Calling to Roosts
The bundle was made of a green wool blanket I had sewn into a heavy cloak and inside it there was a hand-thrown mug with a broken handle. The broken handle was my handiwork, too. It was all wrapped up with a soft cotton rope. That rope made a fine handle. I held it in my left hand. The shotgun over my right shoulder was borrowed, but beautiful. A Weatherby from the 80's, just as old as I was, and if I was lucky I would shoot it at a turkey this dawn.
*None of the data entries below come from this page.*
//! HTTP round-trip tests for the chat API.
//!
//! Each test builds a pipeline over temp CSVs with the hash embedder and a
//! stub generator, serves it on a free port and calls it with `reqwest`.

use std::fs;
use std::sync::atomic::{AtomicBool, Ordering};
use std::sync::{Arc, Mutex};
use std::time::Duration;

use anyhow::Result;
use async_trait::async_trait;
use serde_json::{json, Value};
use tempfile::TempDir;

use portfolio_rag::config::{load_config, Config};
use portfolio_rag::dataset::load_datasets;
use portfolio_rag::embedding::HashEmbedder;
use portfolio_rag::server::run_server_with_pipeline;
use portfolio_rag_core::generate::{GenerationParams, Generator};
use portfolio_rag_core::pipeline::Pipeline;

// ─── Stub generators ────────────────────────────────────────────────

/// Records prompts and answers with a fixed completion after the prompt.
#[derive(Default)]
struct RecordingGenerator {
    prompts: Mutex<Vec<String>>,
    stall_on: Option<&'static str>,
}

impl RecordingGenerator {
    /// Sleeps past a one-second request timeout on prompts containing `marker`.
    fn stalling_on(marker: &'static str) -> Self {
        Self {
            stall_on: Some(marker),
            ..Self::default()
        }
    }
}

#[async_trait]
impl Generator for RecordingGenerator {
    fn model_name(&self) -> &str {
        "recording"
    }
    async fn generate(&self, prompt: &str, _params: &GenerationParams) -> Result<String> {
        let n = {
            let mut prompts = self.prompts.lock().unwrap();
            prompts.push(prompt.to_string());
            prompts.len()
        };
        if self.stall_on.map_or(false, |m| prompt.contains(m)) {
            tokio::time::sleep(Duration::from_secs(5)).await;
        }
        Ok(format!("{} Answer number {}.", prompt, n))
    }
}

/// Takes longer than a one-second request timeout and records whether it
/// ever ran to completion.
#[derive(Default)]
struct SlowGenerator {
    finished: AtomicBool,
}

#[async_trait]
impl Generator for SlowGenerator {
    fn model_name(&self) -> &str {
        "slow"
    }
    async fn generate(&self, _prompt: &str, _params: &GenerationParams) -> Result<String> {
        tokio::time::sleep(Duration::from_secs(2)).await;
        self.finished.store(true, Ordering::SeqCst);
        Ok("too late".to_string())
    }
}

// ─── Helpers ────────────────────────────────────────────────────────

fn find_free_port() -> u16 {
    let listener = std::net::TcpListener::bind("127.0.0.1:0").unwrap();
    listener.local_addr().unwrap().port()
}

async fn wait_for_server(port: u16) {
    let client = reqwest::Client::new();
    let url = format!("http://127.0.0.1:{}/health", port);
    for _ in 0..50 {
        tokio::time::sleep(Duration::from_millis(100)).await;
        if let Ok(resp) = client.get(&url).send().await {
            if resp.status().is_success() {
                return;
            }
        }
    }
    panic!("Server did not become ready within 5 seconds");
}

fn test_config(tmp: &TempDir, port: u16, request_timeout_secs: u64) -> Config {
    let root = tmp.path();
    fs::write(
        root.join("holdings.csv"),
        "symbol,quantity,value\nAAPL,10,1500\nMSFT,5,1600\nTSLA,2,400\n",
    )
    .unwrap();
    fs::write(
        root.join("trades.csv"),
        "date,symbol,quantity,price,pnl\n2024-01-02,AAPL,10,150,0\n2024-01-05,AAPL,-4,170,80\n",
    )
    .unwrap();

    let config_path = root.join("prag.toml");
    fs::write(
        &config_path,
        format!(
            r#"[data]
holdings = "{root}/holdings.csv"
trades = "{root}/trades.csv"

[server]
bind = "127.0.0.1:{port}"
request_timeout_secs = {timeout}
"#,
            root = root.display(),
            port = port,
            timeout = request_timeout_secs,
        ),
    )
    .unwrap();

    load_config(&config_path).unwrap()
}

async fn start_server(
    tmp: &TempDir,
    generator: Arc<dyn Generator>,
    request_timeout_secs: u64,
) -> (u16, tokio::task::JoinHandle<()>) {
    let port = find_free_port();
    let cfg = test_config(tmp, port, request_timeout_secs);

    let datasets = load_datasets(&cfg.data).unwrap();
    let pipeline = Pipeline::build(
        datasets,
        Arc::new(HashEmbedder::new(64)),
        generator,
        cfg.pipeline_settings(),
    )
    .await
    .unwrap();

    let handle = tokio::spawn(async move {
        let _ = run_server_with_pipeline(&cfg, Arc::new(pipeline)).await;
    });
    wait_for_server(port).await;
    (port, handle)
}

async fn post_chat(port: u16, body: Value) -> (u16, Value) {
    let resp = reqwest::Client::new()
        .post(format!("http://127.0.0.1:{}/chat", port))
        .json(&body)
        .send()
        .await
        .unwrap();
    let status = resp.status().as_u16();
    (status, resp.json().await.unwrap())
}

// ─── Tests ──────────────────────────────────────────────────────────

#[tokio::test]
async fn test_health_and_root() {
    let tmp = TempDir::new().unwrap();
    let (port, handle) = start_server(&tmp, Arc::new(RecordingGenerator::default()), 30).await;
    let client = reqwest::Client::new();

    let health: Value = client
        .get(format!("http://127.0.0.1:{}/health", port))
        .send()
        .await
        .unwrap()
        .json()
        .await
        .unwrap();
    assert_eq!(health["status"], "ok");
    assert_eq!(health["documents"], 5);
    assert!(health["version"].is_string());

    let root: Value = client
        .get(format!("http://127.0.0.1:{}/", port))
        .send()
        .await
        .unwrap()
        .json()
        .await
        .unwrap();
    let endpoints = root["endpoints"].as_array().unwrap();
    assert!(endpoints.iter().any(|e| e == "POST /chat"));

    handle.abort();
}

#[tokio::test]
async fn test_chat_aggregation() {
    let tmp = TempDir::new().unwrap();
    let generator = Arc::new(RecordingGenerator::default());
    let (port, handle) = start_server(&tmp, generator.clone(), 30).await;

    let (status, body) = post_chat(port, json!({"message": "What is my net position in AAPL?"})).await;
    assert_eq!(status, 200);
    assert_eq!(body["answer"], "Net position in AAPL: 6 shares");
    assert_eq!(
        body["sources"],
        json!([
            {"file": "trades.csv", "row_index": 0},
            {"file": "trades.csv", "row_index": 1}
        ])
    );
    assert!(uuid::Uuid::parse_str(body["session_id"].as_str().unwrap()).is_ok());
    assert!(generator.prompts.lock().unwrap().is_empty());

    handle.abort();
}

#[tokio::test]
async fn test_chat_session_history_reaches_prompt() {
    let tmp = TempDir::new().unwrap();
    let generator = Arc::new(RecordingGenerator::default());
    let (port, handle) = start_server(&tmp, generator.clone(), 30).await;

    let (status, first) = post_chat(
        port,
        json!({"session_id": "s-1", "message": "Tell me about MSFT", "top_k": 2}),
    )
    .await;
    assert_eq!(status, 200);
    assert_eq!(first["session_id"], "s-1");
    assert_eq!(first["answer"], "Answer number 1.");
    assert_eq!(first["sources"].as_array().unwrap().len(), 2);

    let (status, second) = post_chat(
        port,
        json!({"session_id": "s-1", "message": "And TSLA?"}),
    )
    .await;
    assert_eq!(status, 200);
    assert_eq!(second["answer"], "Answer number 2.");
    assert_eq!(second["sources"].as_array().unwrap().len(), 5);

    let prompts = generator.prompts.lock().unwrap().clone();
    assert_eq!(prompts.len(), 2);
    assert!(!prompts[0].contains("CHAT HISTORY"));
    assert!(prompts[1].contains(
        "CHAT HISTORY:\nUSER: Tell me about MSFT\nASSISTANT: Answer number 1.\n"
    ));
    assert!(prompts[1].contains("USER QUESTION: And TSLA?"));

    // A different session starts empty.
    post_chat(port, json!({"session_id": "s-2", "message": "Tell me about AAPL"})).await;
    let prompts = generator.prompts.lock().unwrap().clone();
    assert!(!prompts[2].contains("CHAT HISTORY"));

    handle.abort();
}

#[tokio::test]
async fn test_chat_validation() {
    let tmp = TempDir::new().unwrap();
    let (port, handle) = start_server(&tmp, Arc::new(RecordingGenerator::default()), 30).await;

    let (status, body) = post_chat(port, json!({"message": ""})).await;
    assert_eq!(status, 400);
    assert_eq!(body["error"]["code"], "bad_request");

    let (status, _) = post_chat(port, json!({"message": "x".repeat(2001)})).await;
    assert_eq!(status, 400);

    let (status, _) = post_chat(port, json!({"message": "x".repeat(2000)})).await;
    assert_eq!(status, 200);

    let (status, body) = post_chat(port, json!({"message": "hi", "top_k": 0})).await;
    assert_eq!(status, 400);
    assert!(body["error"]["message"].as_str().unwrap().contains("top_k"));

    let (status, _) = post_chat(port, json!({"message": "hi", "top_k": 21})).await;
    assert_eq!(status, 400);

    let (status, body) = post_chat(port, json!({"top_k": 3})).await;
    assert_eq!(status, 400);
    assert_eq!(body["error"]["code"], "bad_request");

    handle.abort();
}

#[tokio::test]
async fn test_chat_timeout() {
    let tmp = TempDir::new().unwrap();
    let generator = Arc::new(SlowGenerator::default());
    let (port, handle) = start_server(&tmp, generator.clone(), 1).await;

    let (status, body) = post_chat(port, json!({"message": "Tell me about AAPL"})).await;
    assert_eq!(status, 408);
    assert_eq!(body["error"]["code"], "timeout");

    // The timed-out query is cancelled rather than left running.
    tokio::time::sleep(Duration::from_millis(2500)).await;
    assert!(!generator.finished.load(Ordering::SeqCst));

    // Aggregations never reach the generator.
    let (status, body) = post_chat(port, json!({"message": "How many trades?"})).await;
    assert_eq!(status, 200);
    assert_eq!(body["answer"], "Total number of trades: 2");

    handle.abort();
}

#[tokio::test]
async fn test_chat_timeout_drops_unanswered_question() {
    let tmp = TempDir::new().unwrap();
    let generator = Arc::new(RecordingGenerator::stalling_on("USER QUESTION: hold on"));
    let (port, handle) = start_server(&tmp, generator.clone(), 1).await;

    let (status, _) = post_chat(port, json!({"session_id": "s-t", "message": "hold on"})).await;
    assert_eq!(status, 408);

    let (status, body) = post_chat(port, json!({"session_id": "s-t", "message": "And TSLA?"})).await;
    assert_eq!(status, 200);
    assert_eq!(body["answer"], "Answer number 2.");

    let prompts = generator.prompts.lock().unwrap().clone();
    assert!(!prompts[1].contains("CHAT HISTORY"));

    handle.abort();
}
Mark Wesner has been teaching me the fine art of spring turkey hunting these past few weeks. He started with showing me calls and scouting farms for future hunts back in April. As the season approached we walked fields and called barred owls in the evening to see where the toms were roosting. Now that the season is here we are meeting before dawn to walk into the woods and edge of fields while the world is still dark. There we can hear the male turkeys gobble from their roosts and hope they fly down and come to our calls. Mark has a gorgeous turkey call a friend made him. He's a master caller and if I close my eyes I see a far hen strutting next to me and not a guy in full camo. That sounds like a joke, but it's really a bit of magic. How can some wood and chalk sound exactly like a bird?
We didn't get to take any shots at birds and the calls were not bringing in the boys. All three hunts this season had the toms leaving my calling and Marks for actual flocks of hens on another property we didn't have permission to hunt. But killing turkeys isn't the reason I get up early and go on these hunts. I get up because of the time travel.
I get to spend a quiet morning walking woodland paths, weapons over my shoulder, excitement in my belly. I get to listen to animals far away wake up and start their days. There are does in far fields, ravens and herons overhead, and foxes and groundhogs ambling about. Being quiet means stillness and nature finds you when you slow down enough around her. Mark taught me the difference between the calls of a wood thrush and a hermit thrush. He showed me the difference in coyote and fox scat. When the hunt is over in a spot he pulls out a large beloved Stanley Thermos and we drink coffee and listen to farmer's cows bellow in far fields while sharing stories of past hunts. It's all timeless, and magical, and wild and real.
Hunting has become my favorite outdoor pastime. When you hunt you are not observing nature, you are a part of it. You are learning but also participating in such a visceral way it excites mybody chemistry while calming me more than any zen retreat ever has. The meditation and energy waltz with you, and the stalking, the calling, the waiting.... it is everything that makes up all the other animal's lives in this world. The hope is for a large tom you can take home and enjoy with friends. A way to nourish yourself and others, both with calories and words, but the real adventure is walking paths with little bundles and loaded shotguns. That is what hunting is to me. It's little moments that don't make it into the campfire stories or third beers.
It is the sunrises. It is the friendships. It is the hope.